I try not to paranoid about this stuff; I used to be scared to wear the same shoes to the county fair. :roll: I try an deb realistic and I want to get over my fear so I can show next year.


----------



## toth boer goats (Jul 20, 2008)

I agree... a bath will fix the worry.... :thumb:


----------



## use2bwilson (Aug 4, 2011)

i've recently adopted an akbash dog through a rescue and he seems to be doing a great job - no bad habits. He's my first LGD since I'm also new to owning goats. He loves the goats and the goats are also very comfortable around from him. He's such a mellow boy they sensed his energy immediately and liked him from the start (unlike our border collie foster that is a bit more intense).
Our akbash dog is definitely out guarding our yard all night and very serious about his job.
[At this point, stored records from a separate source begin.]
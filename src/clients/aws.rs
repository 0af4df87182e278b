//! Client implementations backed by the AWS SDK for Rust.
//!
//! The adapters wrap SDK clients the caller constructed, so credentials,
//! region and retry behaviour stay under the caller's control.

use super::{
    CloudFormationApi, CodeBuildApi, FunctionConfiguration, LambdaApi, LastUpdateStatus,
    StepFunctionsApi,
};
use crate::classify::{
    CodeBuildProjectUpdate, LambdaCodeUpdate, LambdaConfigurationUpdate, StateMachineUpdate,
};
use crate::error::{HotswapError, Result};
use crate::template::{ResourceSummary, Template};
use async_trait::async_trait;
use serde_json::Value;
use std::collections::{BTreeMap, HashMap};

/// [`LambdaApi`] over `aws_sdk_lambda::Client`.
#[derive(Debug, Clone)]
pub struct AwsLambda {
    client: aws_sdk_lambda::Client,
}

impl AwsLambda {
    /// Wrap an SDK client.
    pub fn new(client: aws_sdk_lambda::Client) -> Self {
        Self { client }
    }
}

fn lambda_error<E>(operation: &'static str, error: E) -> HotswapError
where
    E: std::error::Error + 'static,
{
    HotswapError::api(operation, aws_sdk_lambda::error::DisplayErrorContext(&error))
}

fn function_configuration(
    function_name: Option<&str>,
    vpc_id: Option<&str>,
    package_type: Option<&aws_sdk_lambda::types::PackageType>,
    status: Option<&aws_sdk_lambda::types::LastUpdateStatus>,
    reason: Option<&str>,
) -> FunctionConfiguration {
    let last_update_status = status.and_then(|status| match status.as_str() {
        "Successful" => Some(LastUpdateStatus::Successful),
        "Failed" => Some(LastUpdateStatus::Failed),
        "InProgress" => Some(LastUpdateStatus::InProgress),
        _ => None,
    });
    FunctionConfiguration {
        function_name: function_name.unwrap_or_default().to_string(),
        vpc_id: vpc_id.map(str::to_string),
        package_type: package_type.map(|p| p.as_str().to_string()),
        last_update_status,
        last_update_status_reason: reason.map(str::to_string),
    }
}

#[async_trait]
impl LambdaApi for AwsLambda {
    async fn update_function_code(&self, update: &LambdaCodeUpdate) -> Result<FunctionConfiguration> {
        let output = self
            .client
            .update_function_code()
            .function_name(&update.function_name)
            .set_s3_bucket(update.s3_bucket.clone())
            .set_s3_key(update.s3_key.clone())
            .set_s3_object_version(update.s3_object_version.clone())
            .set_image_uri(update.image_uri.clone())
            .set_zip_file(update.zip_file.clone().map(aws_sdk_lambda::primitives::Blob::new))
            .send()
            .await
            .map_err(|e| lambda_error("UpdateFunctionCode", e))?;
        Ok(function_configuration(
            output.function_name(),
            output.vpc_config().and_then(|v| v.vpc_id()),
            output.package_type(),
            output.last_update_status(),
            output.last_update_status_reason(),
        ))
    }

    async fn update_function_configuration(
        &self,
        update: &LambdaConfigurationUpdate,
    ) -> Result<FunctionConfiguration> {
        let environment = update.environment.as_ref().map(|variables| {
            aws_sdk_lambda::types::Environment::builder()
                .set_variables(Some(variables.clone().into_iter().collect::<HashMap<_, _>>()))
                .build()
        });
        let output = self
            .client
            .update_function_configuration()
            .function_name(&update.function_name)
            .set_description(update.description.clone())
            .set_environment(environment)
            .send()
            .await
            .map_err(|e| lambda_error("UpdateFunctionConfiguration", e))?;
        Ok(function_configuration(
            output.function_name(),
            output.vpc_config().and_then(|v| v.vpc_id()),
            output.package_type(),
            output.last_update_status(),
            output.last_update_status_reason(),
        ))
    }

    async fn get_function_configuration(&self, function_name: &str) -> Result<FunctionConfiguration> {
        let output = self
            .client
            .get_function_configuration()
            .function_name(function_name)
            .send()
            .await
            .map_err(|e| lambda_error("GetFunctionConfiguration", e))?;
        Ok(function_configuration(
            output.function_name(),
            output.vpc_config().and_then(|v| v.vpc_id()),
            output.package_type(),
            output.last_update_status(),
            output.last_update_status_reason(),
        ))
    }

    async fn publish_version(&self, function_name: &str) -> Result<String> {
        let output = self
            .client
            .publish_version()
            .function_name(function_name)
            .send()
            .await
            .map_err(|e| lambda_error("PublishVersion", e))?;
        output
            .version()
            .map(str::to_string)
            .ok_or_else(|| HotswapError::api("PublishVersion", "response did not include a version"))
    }

    async fn update_alias(&self, function_name: &str, alias: &str, version: &str) -> Result<()> {
        self.client
            .update_alias()
            .function_name(function_name)
            .name(alias)
            .function_version(version)
            .send()
            .await
            .map_err(|e| lambda_error("UpdateAlias", e))?;
        Ok(())
    }
}

/// [`CodeBuildApi`] over `aws_sdk_codebuild::Client`.
#[derive(Debug, Clone)]
pub struct AwsCodeBuild {
    client: aws_sdk_codebuild::Client,
}

impl AwsCodeBuild {
    /// Wrap an SDK client.
    pub fn new(client: aws_sdk_codebuild::Client) -> Self {
        Self { client }
    }
}

fn str_field(value: &Value, key: &str) -> Option<String> {
    value.get(key).and_then(Value::as_str).map(str::to_string)
}

fn bool_field(value: &Value, key: &str) -> Option<bool> {
    value.get(key).and_then(Value::as_bool)
}

fn codebuild_input_error(message: impl std::fmt::Display) -> HotswapError {
    HotswapError::api("UpdateProject", message)
}

/// Build the SDK source from the SDK-cased JSON the classifier produced.
fn project_source(source: &Value) -> Result<aws_sdk_codebuild::types::ProjectSource> {
    use aws_sdk_codebuild::types::{ProjectSource, SourceType};

    ProjectSource::builder()
        .set_type(str_field(source, "type").map(|t| SourceType::from(t.as_str())))
        .set_location(str_field(source, "location"))
        .set_buildspec(str_field(source, "buildspec"))
        .set_git_clone_depth(
            source
                .get("gitCloneDepth")
                .and_then(Value::as_i64)
                .and_then(|depth| i32::try_from(depth).ok()),
        )
        .set_insecure_ssl(bool_field(source, "insecureSsl"))
        .set_report_build_status(bool_field(source, "reportBuildStatus"))
        .set_source_identifier(str_field(source, "sourceIdentifier"))
        .build()
        .map_err(codebuild_input_error)
}

fn project_environment(environment: &Value) -> Result<aws_sdk_codebuild::types::ProjectEnvironment> {
    use aws_sdk_codebuild::types::{
        ComputeType, EnvironmentType, EnvironmentVariable, EnvironmentVariableType,
        ImagePullCredentialsType, ProjectEnvironment,
    };

    let variables = environment
        .get("environmentVariables")
        .and_then(Value::as_array)
        .map(|variables| {
            variables
                .iter()
                .map(|variable| {
                    EnvironmentVariable::builder()
                        .set_name(str_field(variable, "name"))
                        .set_value(str_field(variable, "value"))
                        .set_type(
                            str_field(variable, "type")
                                .map(|t| EnvironmentVariableType::from(t.as_str())),
                        )
                        .build()
                        .map_err(codebuild_input_error)
                })
                .collect::<Result<Vec<_>>>()
        })
        .transpose()?;

    ProjectEnvironment::builder()
        .set_type(str_field(environment, "type").map(|t| EnvironmentType::from(t.as_str())))
        .set_image(str_field(environment, "image"))
        .set_compute_type(
            str_field(environment, "computeType").map(|t| ComputeType::from(t.as_str())),
        )
        .set_privileged_mode(bool_field(environment, "privilegedMode"))
        .set_certificate(str_field(environment, "certificate"))
        .set_image_pull_credentials_type(
            str_field(environment, "imagePullCredentialsType")
                .map(|t| ImagePullCredentialsType::from(t.as_str())),
        )
        .set_environment_variables(variables)
        .build()
        .map_err(codebuild_input_error)
}

#[async_trait]
impl CodeBuildApi for AwsCodeBuild {
    async fn update_project(&self, update: &CodeBuildProjectUpdate) -> Result<()> {
        let source = update.source.as_ref().map(project_source).transpose()?;
        let environment = update
            .environment
            .as_ref()
            .map(project_environment)
            .transpose()?;
        self.client
            .update_project()
            .name(&update.name)
            .set_source(source)
            .set_source_version(update.source_version.clone())
            .set_environment(environment)
            .send()
            .await
            .map_err(|e| {
                HotswapError::api("UpdateProject", aws_sdk_codebuild::error::DisplayErrorContext(&e))
            })?;
        Ok(())
    }
}

/// [`StepFunctionsApi`] over `aws_sdk_sfn::Client`.
#[derive(Debug, Clone)]
pub struct AwsStepFunctions {
    client: aws_sdk_sfn::Client,
}

impl AwsStepFunctions {
    /// Wrap an SDK client.
    pub fn new(client: aws_sdk_sfn::Client) -> Self {
        Self { client }
    }
}

#[async_trait]
impl StepFunctionsApi for AwsStepFunctions {
    async fn update_state_machine(&self, update: &StateMachineUpdate) -> Result<()> {
        self.client
            .update_state_machine()
            .state_machine_arn(&update.state_machine_arn)
            .definition(&update.definition)
            .send()
            .await
            .map_err(|e| {
                HotswapError::api("UpdateStateMachine", aws_sdk_sfn::error::DisplayErrorContext(&e))
            })?;
        Ok(())
    }
}

/// [`CloudFormationApi`] over `aws_sdk_cloudformation::Client`.
#[derive(Debug, Clone)]
pub struct AwsCloudFormation {
    client: aws_sdk_cloudformation::Client,
}

impl AwsCloudFormation {
    /// Wrap an SDK client.
    pub fn new(client: aws_sdk_cloudformation::Client) -> Self {
        Self { client }
    }
}

fn cloudformation_error<E>(operation: &'static str, error: E) -> HotswapError
where
    E: std::error::Error + 'static,
{
    HotswapError::api(operation, aws_sdk_cloudformation::error::DisplayErrorContext(&error))
}

#[async_trait]
impl CloudFormationApi for AwsCloudFormation {
    async fn get_template(&self, stack_name: &str) -> Result<Option<Template>> {
        use aws_sdk_cloudformation::error::ProvideErrorMetadata;
        use aws_sdk_cloudformation::types::TemplateStage;

        let output = match self
            .client
            .get_template()
            .stack_name(stack_name)
            .template_stage(TemplateStage::Original)
            .send()
            .await
        {
            Ok(output) => output,
            Err(e) => {
                let missing = e
                    .as_service_error()
                    .and_then(|service_error| service_error.message())
                    .is_some_and(|message| message.contains("does not exist"));
                if missing {
                    tracing::debug!(stack = stack_name, "stack does not exist");
                    return Ok(None);
                }
                return Err(cloudformation_error("GetTemplate", e));
            }
        };

        match output.template_body() {
            Some(body) => Template::parse(body).map(Some),
            None => Ok(Some(Template::default())),
        }
    }

    async fn list_stack_resources(&self, stack_name: &str) -> Result<Vec<ResourceSummary>> {
        let mut pages = self
            .client
            .list_stack_resources()
            .stack_name(stack_name)
            .into_paginator()
            .send();

        let mut resources = Vec::new();
        while let Some(page) = pages.next().await {
            let page = page.map_err(|e| cloudformation_error("ListStackResources", e))?;
            resources.extend(page.stack_resource_summaries().iter().map(|summary| {
                ResourceSummary::new(
                    summary.logical_resource_id().unwrap_or_default(),
                    summary.resource_type().unwrap_or_default(),
                    summary.physical_resource_id().unwrap_or_default(),
                )
            }));
        }
        Ok(resources)
    }

    async fn stack_parameters(&self, stack_name: &str) -> Result<BTreeMap<String, String>> {
        let output = self
            .client
            .describe_stacks()
            .stack_name(stack_name)
            .send()
            .await
            .map_err(|e| cloudformation_error("DescribeStacks", e))?;

        Ok(output
            .stacks()
            .first()
            .map(|stack| {
                stack
                    .parameters()
                    .iter()
                    .filter_map(|parameter| {
                        let value = parameter
                            .resolved_value()
                            .or_else(|| parameter.parameter_value())?;
                        Some((parameter.parameter_key()?.to_string(), value.to_string()))
                    })
                    .collect()
            })
            .unwrap_or_default())
    }

    async fn list_exports(&self) -> Result<BTreeMap<String, String>> {
        let mut pages = self.client.list_exports().into_paginator().send();

        let mut exports = BTreeMap::new();
        while let Some(page) = pages.next().await {
            let page = page.map_err(|e| cloudformation_error("ListExports", e))?;
            exports.extend(page.exports().iter().filter_map(|export| {
                Some((export.name()?.to_string(), export.value()?.to_string()))
            }));
        }
        Ok(exports)
    }
}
Our small 2-acre farm is on the out skirts of our little town and although we have neighbors near our house on the front of the property, the back of our property borders 100's of acres of open space and we definitely have lots of coyotes back there. I hear them right behind our back property every night. Our akbash hangs out at the back fence line all night - guarding and barking. 
I think you actually can get very lucky with some LGD rescue dogs. Many working dogs end up in high-kill shelters as strays off of huge ranches in wyoming, montana and utah. The rescue was pretty sure which ranch in WY our akbash was off of and it sure seems like he knows his business and it is in his blood.
He is a great dog on all levels - great with kids and even other dogs. He's super mellow and everyone who meets him loves him! We definitly got very lucky but since I'm very active in dog rescue, I have met a number of great akbash dogs that are available.
Rescue is a good option but you need to be willing to shop around for the right dog. The one great thing about rescue (other than saving a dog) is as an adult dog you really get zero surprises. With a puppy ... even with the best training, there are no guarantees if the dog will be good with kids or what habits they might develop despite your best efforts. With an adult rescue dog that has been fostered in someone's home, you know exactly what you are getting. If it's got bad habits ... move on to another dog ... it is worth looking into perhaps.


----------



## KW Farms (Jun 21, 2008)

Agreed, give him a really good bath. I personally would use dawn soap...it's safe and should clean anything on him. It shouldn't be used on a regular basis though.


----------



## WhisperingWillowNDG (Jul 20, 2011)

:thumb: 
thanks a bunch all!!


----------